3. The membrane of claim 1 wherein said coating comprises a
solution between approximately 1%-3%, by weight, of a
fluorochemical acrylate polymer and a solvent.
4. The membrane of claim 3 wherein said solvent comprises a methyl
nonafluoroisobutyl ether and methyl nonafluorobutyl ether.
5. The membrane of claim 4 wherein said solvent comprises
approximately 20-80%, by weight, methyl nonafluoroisobutyl ether
and between approximately 20-80%, by weight, methyl
nonafluoroisobutyl ether.
6. The membrane of claim 1 having a surface tension of less than 15
dynes/cm.
7. An enhanced hydrophobic, gas permeable, biocompatible membrane
comprising: a substrate; a membrane formed on said substrate, said
membrane comprising an alloy of blended vinylidene difluoride and
acrylate polymers.
8. A method for making an enhanced hydrophobic, gas-permeable,
biocompatible membrane comprising: providing a substrate comprising
a sheet of a polymeric material; contacting said substrate with a
solution comprising a hydrophobic polymer; contacting said
substrate and said solution with a non-solvent for the hydrophobic
polymer to form said membrane; enhancing the hydrophobicity of said
membrane by contacting said membrane with a coating of a
hydrophobic composition consisting essentially of a fluorochemical
acrylate polymer.
9. The method of claim 8 further comprising drying said
membrane.
10. The method of claim 9 wherein said fluorochemical acrylate
polymer is carried in a solvent selected from the group consisting
of DMAC, NMP, DMF and DMSO.
11. The method of claim 8 further comprising drying said membrane
after contacting with said fluorochemical acrylate polymer.

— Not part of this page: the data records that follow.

/// Render every learned endpoint as an OpenAPI 3.0 document, with learned
/// status codes as responses and generated example payloads.
async fn export_openapi(State(state): State<AppState>) -> Result<Json<Value>, ApiError> {
    let endpoints = state.store.list_endpoints().await?;
    let mut paths: Map<String, Value> = Map::new();

    for endpoint in endpoints {
        let Some(behavior) = state.store.behavior(endpoint.id).await? else {
            continue;
        };

        let parameters: Vec<Value> = PATH_PARAM_RE
            .captures_iter(&endpoint.path_pattern)
            .map(|c| {
                json!({
                    "name": c[1].to_string(),
                    "in": "path",
                    "required": true,
                    "schema": { "type": "string" },
                })
            })
            .collect();

        let example = behavior
            .response_schema
            .as_ref()
            .and_then(|schema| generate_body(schema, None));

        let mut responses = Map::new();
        for (code, probability) in &behavior.status_code_distribution {
            // Error codes stay out of the learned success documentation
            if code.parse::<u16>().map_or(true, |c| c >= 400) {
                continue;
            }
            responses.insert(
                code.clone(),
                json!({
                    "description": format!(
                        "Learned response (occurs {:.0}% of cases)",
                        probability * 100.0
                    ),
                    "content": { "application/json": { "example": example } },
                }),
            );
        }
        if responses.is_empty() {
            responses.insert(
                "200".to_string(),
                json!({
                    "description": "Learned success response",
                    "content": { "application/json": { "example": example } },
                }),
            );
        }

        let method_key = endpoint.method.to_lowercase();
        let mut operation = json!({
            "summary": format!("Inferred {} for {}", endpoint.method, endpoint.path_pattern),
            "parameters": parameters,
            "responses": Value::Object(responses),
        });
        if matches!(method_key.as_str(), "post" | "put" | "patch" | "delete") {
            if let Some(request_schema) = &behavior.request_schema {
                if let Some(request_example) = generate_body(request_schema, None) {
                    operation["requestBody"] = json!({
                        "content": { "application/json": { "example": request_example } },
                    });
                }
            }
        }

        if let Some(methods) = paths
            .entry(endpoint.path_pattern.clone())
            .or_insert_with(|| Value::Object(Map::new()))
            .as_object_mut()
        {
            methods.insert(method_key, operation);
        }
    }

    Ok(Json(json!({
        "openapi": "3.0.0",
        "info": {
            "title": "Learned API Contract",
            "version": "1.0.0",
            "description": "Generated automatically by observing live traffic.",
        },
        "servers": [{ "url": "/", "description": "Mirage mock platform" }],
        "paths": Value::Object(paths),
    })))
}

#[cfg(test)]
mod tests {
    use super::*;
    use crate::state::{router as app_router, AppConfig, AppState};
    use axum::body::Body;
    use axum::http::{Request, StatusCode};
    use mirage_store::Store;
    use tower::ServiceExt;

    async fn app() -> (AppState, axum::Router) {
        let store = Store::in_memory().await.expect("store");
        let state = AppState::new(store, AppConfig::default()).expect("state");
        let router = app_router(state.clone());
        (state, router)
    }

    fn post_json(path: &str, body: Value) -> Request<Body> {
        Request::builder()
            .method("POST")
            .uri(path)
            .header("content-type", "application/json")
            .body(Body::from(body.to_string()))
            .expect("request")
    }

    async fn body_json(response: axum::response::Response) -> Value {
        let bytes = axum::body::to_bytes(response.into_body(), usize::MAX)
            .await
            .expect("body");
        serde_json::from_slice(&bytes).expect("json")
    }

    #[tokio::test]
    async fn mode_round_trips_through_the_control_plane() {
        let (state, router) = app().await;
        let response = router
            .clone()
            .oneshot(post_json("/admin/mode", json!({ "mode": "mock" })))
            .await
            .expect("response");
        assert_eq!(response.status(), StatusCode::OK);
        assert_eq!(state.platform.mode(), PlatformMode::Mock);

        let response = router
            .oneshot(post_json("/admin/mode", json!({ "mode": "sideways" })))
            .await
            .expect("response");
        assert_eq!(response.status(), StatusCode::BAD_REQUEST);
    }

    #[tokio::test]
    async fn target_url_scheme_is_validated() {
        let (_, router) = app().await;
        let response = router
            .clone()
            .oneshot(post_json(
                "/admin/target",
                json!({ "target_url": "ftp://nope" }),
            ))
            .await
            .expect("response");
        assert_eq!(response.status(), StatusCode::BAD_REQUEST);

        let response = router
            .oneshot(post_json(
                "/admin/target",
                json!({ "target_url": "https://api.example.com/" }),
            ))
            .await
            .expect("response");
        assert_eq!(response.status(), StatusCode::OK);
        let body = body_json(response).await;
        assert_eq!(body["target_url"], "https://api.example.com");
    }

    #[tokio::test]
    async fn invalid_profile_is_rejected() {
        let (state, router) = app().await;
        let response = router
            .clone()
            .oneshot(post_json(
                "/admin/chaos/profiles",
                json!({ "profile": "volcano" }),
            ))
            .await
            .expect("response");
        assert_eq!(response.status(), StatusCode::BAD_REQUEST);

        let response = router
            .oneshot(post_json(
                "/admin/chaos/profiles",
                json!({ "profile": "friday_afternoon" }),
            ))
            .await
            .expect("response");
        assert_eq!(response.status(), StatusCode::OK);
        assert_eq!(state.platform.active_profile(), ChaosProfile::FridayAfternoon);
    }

    #[tokio::test]
    async fn manual_endpoint_definition_learns_its_samples() {
        let (state, router) = app().await;
        let response = router
            .clone()
            .oneshot(post_json(
                "/admin/endpoints/manual",
                json!({
                    "method": "post",
                    "path": "/users/{id}/notes",
                    "status_code": 201,
                    "response_body": { "id": 1, "text": "hello" },
                    "request_body": { "text": "hello" },
                }),
            ))
            .await
            .expect("response");
        assert_eq!(response.status(), StatusCode::OK);
        let body = body_json(response).await;
        assert_eq!(body["status"], "created");

        let endpoint = state
            .store
            .find_endpoint("POST", "/users/{id}/notes")
            .await
            .expect("query")
            .expect("created");
        let behavior = state
            .store
            .behavior(endpoint.id)
            .await
            .expect("query")
            .expect("behavior");
        assert_eq!(behavior.latency_mean, 50.0);
        assert_eq!(behavior.status_code_distribution["201"], 1.0);
        assert!(behavior.response_schema.expect("schema").children.contains_key("text"));
    }

    #[tokio::test]
    async fn drift_alert_listing_and_resolution() {
        let (state, router) = app().await;
        let endpoint = state
            .store
            .get_or_create_endpoint("GET", "/drifting", "http://t")
            .await
            .expect("endpoint");
        state
            .store
            .upsert_drift_alert(endpoint.id, 15.0, "changes", &[])
            .await
            .expect("upsert");

        let response = router
            .clone()
            .oneshot(
                Request::builder()
                    .uri("/admin/drift-alerts?unresolved_only=true")
                    .body(Body::empty())
                    .expect("request"),
            )
            .await
            .expect("response");
        let alerts = body_json(response).await;
        let alert_id = alerts[0]["id"].as_i64().expect("id");

        let response = router
            .clone()
            .oneshot(post_json(
                &format!("/admin/drift-alerts/{alert_id}/resolve"),
                json!({}),
            ))
            .await
            .expect("response");
        assert_eq!(response.status(), StatusCode::OK);
        assert!(!state
            .store
            .has_unresolved_drift(endpoint.id)
            .await
            .expect("check"));

        // Resolving again still succeeds at the store level; a bogus id 404s
        let response = router
            .oneshot(post_json("/admin/drift-alerts/99999/resolve", json!({})))
            .await
            .expect("response");
        assert_eq!(response.status(), StatusCode::NOT_FOUND);
    }

    #[tokio::test]
    async fn detector_reset_routes() {
        let (state, router) = app().await;
        state.detector.update("/api/items", 100.0);

        let response = router
            .clone()
            .oneshot(post_json("/admin/detector/reset/api/items", json!({})))
            .await
            .expect("response");
        assert_eq!(response.status(), StatusCode::OK);
        assert_eq!(state.detector.count("/api/items"), 0);

        let response = router
            .oneshot(post_json("/admin/detector/reset/api/items", json!({})))
            .await
            .expect("response");
        assert_eq!(response.status(), StatusCode::NOT_FOUND);
    }

    #[tokio::test]
    async fn openapi_export_reflects_learned_endpoints() {
        let (state, router) = app().await;
        let endpoint = state
            .store
            .get_or_create_endpoint("GET", "/users/{id}", "http://t")
            .await
            .expect("endpoint");
        let mut behavior = state
            .store
            .behavior(endpoint.id)
            .await
            .expect("q")
            .expect("b");
        behavior
            .status_code_distribution
            .insert("200".to_string(), 1.0);
        behavior.response_schema = Some(SchemaNode::learn(None, &json!({ "name": "x" })));
        state.store.update_behavior(&behavior).await.expect("update");

        let response = router
            .oneshot(
                Request::builder()
                    .uri("/admin/export-openapi")
                    .body(Body::empty())
                    .expect("request"),
            )
            .await
            .expect("response");
        let doc = body_json(response).await;
        assert_eq!(doc["openapi"], "3.0.0");
        let operation = &doc["paths"]["/users/{id}"]["get"];
        assert_eq!(operation["parameters"][0]["name"], "id");
        assert!(operation["responses"]["200"].is_object());
    }
}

12. An intravenous fluid administration system comprising: a source
of an intravenous fluid; a tube defining a flow path from said
intravenous solution source to a patient, said flow path including
a flow-through filter located between said patient and said fluid
source; said filter comprising a vent including an enhanced
hydrophobic, gas-permeable, biocompatible membrane formed of a
hydrophobic polymer and a coating consisting essentially of a
fluorochemical acrylate polymer applied to said membrane as a
polymeric solution substantially without cross-linking or
grafting.
13. The intravenous administration set of claim 12 wherein said
hydrophobic polymer is selected from the group consisting of
polyvinylidene difluoride and polytetrafluoroethylene.
14. The intravenous administration set of claim 12 wherein said
coating comprises a solution of a fluorochemical carnality polymer
and a solvent.
15. The intravenous administration set of claim 12 wherein said
solvent comprises a methyl nonafluoroisobutyl ether and methyl
nonafluorobutyl ether.
16. The intravenous administration set of claim 15 wherein said
solvent comprises approximately 20-80%, by weight, methyl
nonafluoroisobutyl ether and between approximately 20-80%, by
weight, of methyl nonafluoroisobutyl ether.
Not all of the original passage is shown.